→ ASSIGNMENT:
The whole of the data must be transcribed exactly.

********

//! Line-based terminal client entry point.
mod config;
mod input;
mod render;

use std::io::{self, BufRead, Write};
use std::time::{SystemTime, UNIX_EPOCH};

use anyhow::{Context, Result};
use combat_content::ContentFactory;
use combat_core::{CombatCommand, CombatController, CombatPhase, CombatSession, CommandOutcome};
use config::CliConfig;
use input::{UserInput, View};

fn main() -> Result<()> {
    // Load .env file if it exists (silently ignore if not found)
    let _ = dotenvy::dotenv();

    tracing_subscriber::fmt()
        .with_env_filter(
            tracing_subscriber::EnvFilter::from_default_env()
                .add_directive(tracing::Level::INFO.into()),
        )
        .with_writer(io::stderr)
        .init();

    let config = CliConfig::from_env();
    let factory = ContentFactory::new(&config.data_dir);
    let mut setup = factory
        .load_setup(config.enemy.as_deref())
        .with_context(|| format!("loading content from {}", config.data_dir.display()))?;

    let seed = config
        .seed
        .or(setup.config.seed)
        .unwrap_or_else(clock_seed);
    setup.config.seed = Some(seed);
    tracing::info!(seed, "seeded random source");

    let mut controller = CombatController::seeded(setup).context("building combat")?;
    let mut stdout = io::stdout().lock();

    let outcome = controller.dispatch(CombatCommand::StartCombat)?;
    print_outcome(&mut stdout, &controller, &outcome)?;
    let setup = controller.setup();
    writeln!(
        stdout,
        "Facing {} with a {}-card deck. Type 'help' for commands.",
        setup.enemy.name,
        setup.player.deck.len()
    )?;

    for line in io::stdin().lock().lines() {
        let line = line.context("reading input")?;
        let input = match input::parse_line(&line) {
            Ok(Some(input)) => input,
            Ok(None) => continue,
            Err(error) => {
                writeln!(stdout, "{error}")?;
                continue;
            }
        };

        match input {
            UserInput::Quit => break,
            UserInput::Help => writeln!(stdout, "{}", input::HELP)?,
            UserInput::Show(view) => match controller.session() {
                Some(session) => write!(stdout, "{}", show(session, view))?,
                None => writeln!(stdout, "No combat in progress.")?,
            },
            UserInput::Dispatch(command) => match controller.dispatch(command) {
                Ok(outcome) => print_outcome(&mut stdout, &controller, &outcome)?,
                Err(error) => writeln!(stdout, "Rejected: {error}")?,
            },
        }
    }

    Ok(())
}

fn show(session: &CombatSession, view: View) -> String {
    match view {
        View::Hand => render::hand(&session.hand_summary()),
        View::Enemy => render::enemy(&session.enemy_status_summary()),
        View::Deck => render::deck(&session.deck_counts()),
        View::Targets => render::targets(&session.targetable_parts()),
    }
}

fn print_outcome(
    out: &mut impl Write,
    controller: &CombatController,
    outcome: &CommandOutcome,
) -> Result<()> {
    let Some(session) = controller.session() else {
        return Ok(());
    };

    for event in &outcome.events {
        if let Some(line) = render::event(session, event) {
            writeln!(out, "{line}")?;
        }
    }

    if outcome.is_terminal() {
        writeln!(out, "Combat over. Type 'start' for a rematch or 'quit'.")?;
    } else if outcome.phase == CombatPhase::PlayerTurn {
        write!(out, "{}", render::enemy(&session.enemy_status_summary()))?;
        write!(out, "{}", render::hand(&session.hand_summary()))?;
    }
    Ok(())
}

fn clock_seed() -> u64 {
    SystemTime::now()
        .duration_since(UNIX_EPOCH)
        .map(|elapsed| elapsed.as_nanos() as u64)
        .unwrap_or_default()
}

********

→ ANSWER TO THIS PROBLEM:
//! Line-based terminal client entry point.
mod config;
mod input;
mod render;

use std::io::{self, BufRead, Write};
use std::time::{SystemTime, UNIX_EPOCH};

use anyhow::{Context, Result};
use combat_content::ContentFactory;
use combat_core::{CombatCommand, CombatController, CombatPhase, CombatSession, CommandOutcome};
use config::CliConfig;
use input::{UserInput, View};

fn main() -> Result<()> {
    // Load .env file if it exists (silently ignore if not found)
    let _ = dotenvy::dotenv();

    tracing_subscriber::fmt()
        .with_env_filter(
            tracing_subscriber::EnvFilter::from_default_env()
                .add_directive(tracing::Level::INFO.into()),
        )
        .with_writer(io::stderr)
        .init();

    let config = CliConfig::from_env();
    let factory = ContentFactory::new(&config.data_dir);
    let mut setup = factory
        .load_setup(config.enemy.as_deref())
        .with_context(|| format!("loading content from {}", config.data_dir.display()))?;

    let seed = config
        .seed
        .or(setup.config.seed)
        .unwrap_or_else(clock_seed);
    setup.config.seed = Some(seed);
    tracing::info!(seed, "seeded random source");

    let mut controller = CombatController::seeded(setup).context("building combat")?;
    let mut stdout = io::stdout().lock();

    let outcome = controller.dispatch(CombatCommand::StartCombat)?;
    print_outcome(&mut stdout, &controller, &outcome)?;
    let setup = controller.setup();
    writeln!(
        stdout,
        "Facing {} with a {}-card deck. Type 'help' for commands.",
        setup.enemy.name,
        setup.player.deck.len()
    )?;

    for line in io::stdin().lock().lines() {
        let line = line.context("reading input")?;
        let input = match input::parse_line(&line) {
            Ok(Some(input)) => input,
            Ok(None) => continue,
            Err(error) => {
                writeln!(stdout, "{error}")?;
                continue;
            }
        };

        match input {
            UserInput::Quit => break,
            UserInput::Help => writeln!(stdout, "{}", input::HELP)?,
            UserInput::Show(view) => match controller.session() {
                Some(session) => write!(stdout, "{}", show(session, view))?,
                None => writeln!(stdout, "No combat in progress.")?,
            },
            UserInput::Dispatch(command) => match controller.dispatch(command) {
                Ok(outcome) => print_outcome(&mut stdout, &controller, &outcome)?,
                Err(error) => writeln!(stdout, "Rejected: {error}")?,
            },
        }
    }

    Ok(())
}

fn show(session: &CombatSession, view: View) -> String {
    match view {
        View::Hand => render::hand(&session.hand_summary()),
        View::Enemy => render::enemy(&session.enemy_status_summary()),
        View::Deck => render::deck(&session.deck_counts()),
        View::Targets => render::targets(&session.targetable_parts()),
    }
}

fn print_outcome(
    out: &mut impl Write,
    controller: &CombatController,
    outcome: &CommandOutcome,
) -> Result<()> {
    let Some(session) = controller.session() else {
        return Ok(());
    };

    for event in &outcome.events {
        if let Some(line) = render::event(session, event) {
            writeln!(out, "{line}")?;
        }
    }

    if outcome.is_terminal() {
        writeln!(out, "Combat over. Type 'start' for a rematch or 'quit'.")?;
    } else if outcome.phase == CombatPhase::PlayerTurn {
        write!(out, "{}", render::enemy(&session.enemy_status_summary()))?;
        write!(out, "{}", render::hand(&session.hand_summary()))?;
    }
    Ok(())
}

fn clock_seed() -> u64 {
    SystemTime::now()
        .duration_since(UNIX_EPOCH)
        .map(|elapsed| elapsed.as_nanos() as u64)
        .unwrap_or_default()
}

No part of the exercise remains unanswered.